従って、相手が静かにしているからといって安心していてはなりません。その裏で、着々と準備に勤しみ、虎視眈々とチャンスを狙っているということを知って置かねばならないのです。

《孫子・九地篇その七》
「戦争する上で大切な事は、敵の意志を審(つまび)らかにするところにある。
そうして、一体になって敵に向かい、千里の遠くで敵将を倒すのを、巧みに事を為す者というのだ。

軍政が挙げられ(号令が出され)る日には、関所を止め、通行証を廃棄し、使節の往来を無くし、朝廷・宗廟の堂上で厳粛に作戦を詰めよ。

もしも敵人が動揺していたら必ず速やかに侵入し、敵が大事にしている所を先にし、密かにそれを攻撃目標と定め、作戦計画によって敵の情勢に応じつつ、戦事を決しよう。

その際、始めは処女の如く(物静かに)すれば、敵人は(安心して)門戸を開くだろう。その後、脱兎の如く攻めれば、敵人は防ぐことが不可能となる。」

※原文のキーワード
戦争する上で大切な事…「為兵之事」、敵の意志を審らかにする…「順詳敵之意」、一体になって敵に向かう…「?敵一向」、千里の遠くで敵将を倒す…「千里将殺」、軍政が挙げられる日…「政挙之日」、関所を止め…「夷関」、通行証を廃棄…「折符」、使節の往来を無くす…「無通其使」、朝廷・宗廟の堂上…「廊廟之上」、厳粛に…「?」、作戦を詰めよ…「誅其事」、動揺…「開闔(かいこう)」、速やか…「亟(きょく)」、敵が大事にしている所…「其所愛」、密かにそれを攻撃目標と定め…「微与之期」、作戦計画によって敵の情勢に応じ…「践墨随敵」、敵人は防ぐことが不可能となる…「敵不及拒」九地篇その七も、言葉を補いつつ、もっと分かり易く訳してみます

「戦争における大切な心得に、敵の意志を明確に掴むということがある。その上で、味方は一体となって敵に向かい、千里の遠くであろうが着実に敵将を倒していってこそ、戦争巧者と呼ばれることになるのだ。

いよいよ開戦の号令が出される日には、関所を止め、通行証を廃棄し、人々の往来を無くせ。
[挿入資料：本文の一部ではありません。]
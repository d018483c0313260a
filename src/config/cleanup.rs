//! Purge endpoint configuration.
//!
//! ```toml
//! [cleanup]
//! secret = "${CRON_SECRET}"
//! ```

use serde::{Deserialize, Serialize};

use super::ConfigError;

/// Configuration for `POST /api/cleanup`.
///
/// The retention window itself is fixed; only the shared secret is
/// configurable. Without a secret every purge request is refused.
#[derive(Debug, Clone, Default, Serialize, Deserialize)]
#[serde(deny_unknown_fields)]
pub struct CleanupConfig {
    /// Pre-shared bearer secret presented by the external trigger.
    #[serde(default)]
    pub secret: Option<String>,
}

impl CleanupConfig {
    /// The configured secret, if it is set and non-empty.
    pub fn secret(&self) -> Option<&str> {
        self.secret.as_deref().filter(|s| !s.is_empty())
    }

    pub fn validate(&self) -> Result<(), ConfigError> {
        if let Some(secret) = &self.secret
            && secret.trim() != secret
        {
            return Err(ConfigError::Validation(
                "cleanup.secret must not have leading or trailing whitespace".into(),
            ));
        }
        Ok(())
    }
}
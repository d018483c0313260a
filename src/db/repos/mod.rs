mod executions;
mod routines;

pub use executions::*;
pub use routines::*;
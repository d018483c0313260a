use utoipa::OpenApi;

use crate::{
    models,
    routes::{self, cleanup, executions, health, progress, routines},
    services::cleanup::RETENTION_WINDOW_HOURS,
};

/// OpenAPI documentation for Routinely
#[derive(OpenApi)]
#[openapi(
    info(
        title = "Routinely API",
        version = "0.1.0",
        description = r#"**Routinely** tracks routines (recurring habits), the days they were carried out, and the resulting streaks.

## Authentication

End-user routes under `/api` expect an authenticating proxy in front of the service that sets the user's identity header (`X-User-Id` by default). Requests without it receive `401`.

`POST /api/cleanup` is called by a scheduler, not by users. It requires `Authorization: Bearer <secret>` matching the configured `cleanup.secret`.

## Deletion

Deleting a routine moves it to the trash. It is hidden from every other read and can be restored until the cleanup job permanently removes routines that have been in the trash for 24 hours or more.

## Errors

Every error body has the shape `{"error": "..."}`, plus a `request_id` when one is available."#
    ),
    tags(
        (name = "routines", description = "Routine management and trash"),
        (name = "executions", description = "Daily execution log"),
        (name = "progress", description = "Streaks and completion rates"),
        (name = "cleanup", description = "Scheduled purge of trashed routines"),
        (name = "health", description = "Health checks"),
    ),
    paths(
        routines::list,
        routines::create,
        routines::list_trash,
        routines::get,
        routines::update,
        routines::delete,
        routines::restore,
        executions::list,
        executions::log,
        executions::delete,
        progress::list,
        progress::get,
        cleanup::cleanup,
        health::health_check,
        health::liveness,
        health::readiness,
    ),
    components(schemas(
        models::Routine,
        models::CreateRoutine,
        models::UpdateRoutine,
        models::Schedule,
        models::Weekday,
        models::Execution,
        models::LogExecution,
        models::RoutineProgress,
        cleanup::CleanupResponse,
        routes::ErrorResponse,
        health::HealthStatus,
        health::ComponentStatus,
    )),
    security(
        ("identity" = [])
    ),
    modifiers(&SecurityAddon)
)]
pub struct ApiDoc;

impl ApiDoc {
    pub fn build() -> utoipa::openapi::OpenApi {
        Self::openapi()
    }
}

/// Security schemes for the identity header and the cleanup secret
struct SecurityAddon;

impl utoipa::Modify for SecurityAddon {
    fn modify(&self, openapi: &mut utoipa::openapi::OpenApi) {
        use utoipa::openapi::security::{ApiKey, ApiKeyValue, HttpAuthScheme, HttpBuilder, SecurityScheme};

        let components = openapi.components.get_or_insert_with(Default::default);
        components.add_security_scheme(
            "identity",
            SecurityScheme::ApiKey(ApiKey::Header(ApiKeyValue::with_description(
                "X-User-Id",
                "User identity set by the authenticating proxy",
            ))),
        );
        components.add_security_scheme(
            "bearer",
            SecurityScheme::Http(
                HttpBuilder::new()
                    .scheme(HttpAuthScheme::Bearer)
                    .description(Some(format!(
                        "Cleanup secret; purges routines deleted {RETENTION_WINDOW_HOURS}h or more ago"
                    )))
                    .build(),
            ),
        );
    }
}
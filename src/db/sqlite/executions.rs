use async_trait::async_trait;
use chrono::{NaiveDate, Utc};
use sqlx::{Row, SqlitePool, sqlite::SqliteRow};
use uuid::Uuid;

use super::common::parse_uuid;
use crate::{
    db::{
        error::{DbError, DbResult},
        repos::ExecutionRepo,
    },
    models::{CreateExecution, Execution},
};

pub struct SqliteExecutionRepo {
    pool: SqlitePool,
}

impl SqliteExecutionRepo {
    pub fn new(pool: SqlitePool) -> Self {
        Self { pool }
    }

    fn execution_from_row(row: &SqliteRow) -> DbResult<Execution> {
        Ok(Execution {
            id: parse_uuid(&row.get::<String, _>("id"))?,
            routine_id: parse_uuid(&row.get::<String, _>("routine_id"))?,
            executed_on: row.get("executed_on"),
            note: row.get("note"),
            created_at: row.get("created_at"),
        })
    }
}

#[async_trait]
impl ExecutionRepo for SqliteExecutionRepo {
    async fn create(&self, input: CreateExecution) -> DbResult<Execution> {
        let id = Uuid::new_v4();
        let now = Utc::now();

        sqlx::query(
            r#"
            INSERT INTO executions (id, routine_id, executed_on, note, created_at)
            VALUES (?, ?, ?, ?, ?)
            "#,
        )
        .bind(id.to_string())
        .bind(input.routine_id.to_string())
        .bind(input.executed_on)
        .bind(&input.note)
        .bind(now)
        .execute(&self.pool)
        .await
        .map_err(|e| match e {
            sqlx::Error::Database(db_err) if db_err.is_unique_violation() => DbError::Conflict(
                format!("Routine already executed on {}", input.executed_on),
            ),
            _ => DbError::from(e),
        })?;

        Ok(Execution {
            id,
            routine_id: input.routine_id,
            executed_on: input.executed_on,
            note: input.note,
            created_at: now,
        })
    }

    async fn list_by_routine(&self, routine_id: Uuid) -> DbResult<Vec<Execution>> {
        let rows = sqlx::query(
            r#"
            SELECT id, routine_id, executed_on, note, created_at
            FROM executions
            WHERE routine_id = ?
            ORDER BY executed_on DESC
            "#,
        )
        .bind(routine_id.to_string())
        .fetch_all(&self.pool)
        .await?;

        rows.iter().map(Self::execution_from_row).collect()
    }

    async fn list_dates(&self, routine_id: Uuid) -> DbResult<Vec<NaiveDate>> {
        let rows = sqlx::query(
            r#"
            SELECT executed_on FROM executions
            WHERE routine_id = ?
            ORDER BY executed_on ASC
            "#,
        )
        .bind(routine_id.to_string())
        .fetch_all(&self.pool)
        .await?;

        Ok(rows.iter().map(|row| row.get("executed_on")).collect())
    }

    async fn delete(&self, routine_id: Uuid, executed_on: NaiveDate) -> DbResult<()> {
        let result = sqlx::query("DELETE FROM executions WHERE routine_id = ? AND executed_on = ?")
            .bind(routine_id.to_string())
            .bind(executed_on)
            .execute(&self.pool)
            .await?;

        if result.rows_affected() == 0 {
            return Err(DbError::NotFound);
        }

        Ok(())
    }
}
それは、こちらの機密情報を相手に漏らさないためと、敵から入って来る風評やデマによって国内を攪乱(かくらん)されないためだ。
そして、朝廷や宗廟(君主の先祖の霊廟)の堂上で厳粛に作戦を詰めていけ。

もしも敵の者どもが動揺し、攻め入る隙が生じていたら、迷うこと無く速やかに侵入し、敵が最も大事にしている要所を秘密裏に目標と定め、先制攻撃を仕掛けよ。また、作戦計画に従いつつも、柔軟に敵の情勢に応じながら、戦争の事況(事の状況)を勝利へ向かわせていこう。

その攻撃の際、始めは処女の如く物静かに接していけば、敵の者どもは安心しきって油断し、門戸を開くように油断するだろう。そうなってから、勢い良く逃げ出す兎のように攻め込めば、敵の者どもは、もう防ぐことなんて不可能となっているはずだ。」(続く)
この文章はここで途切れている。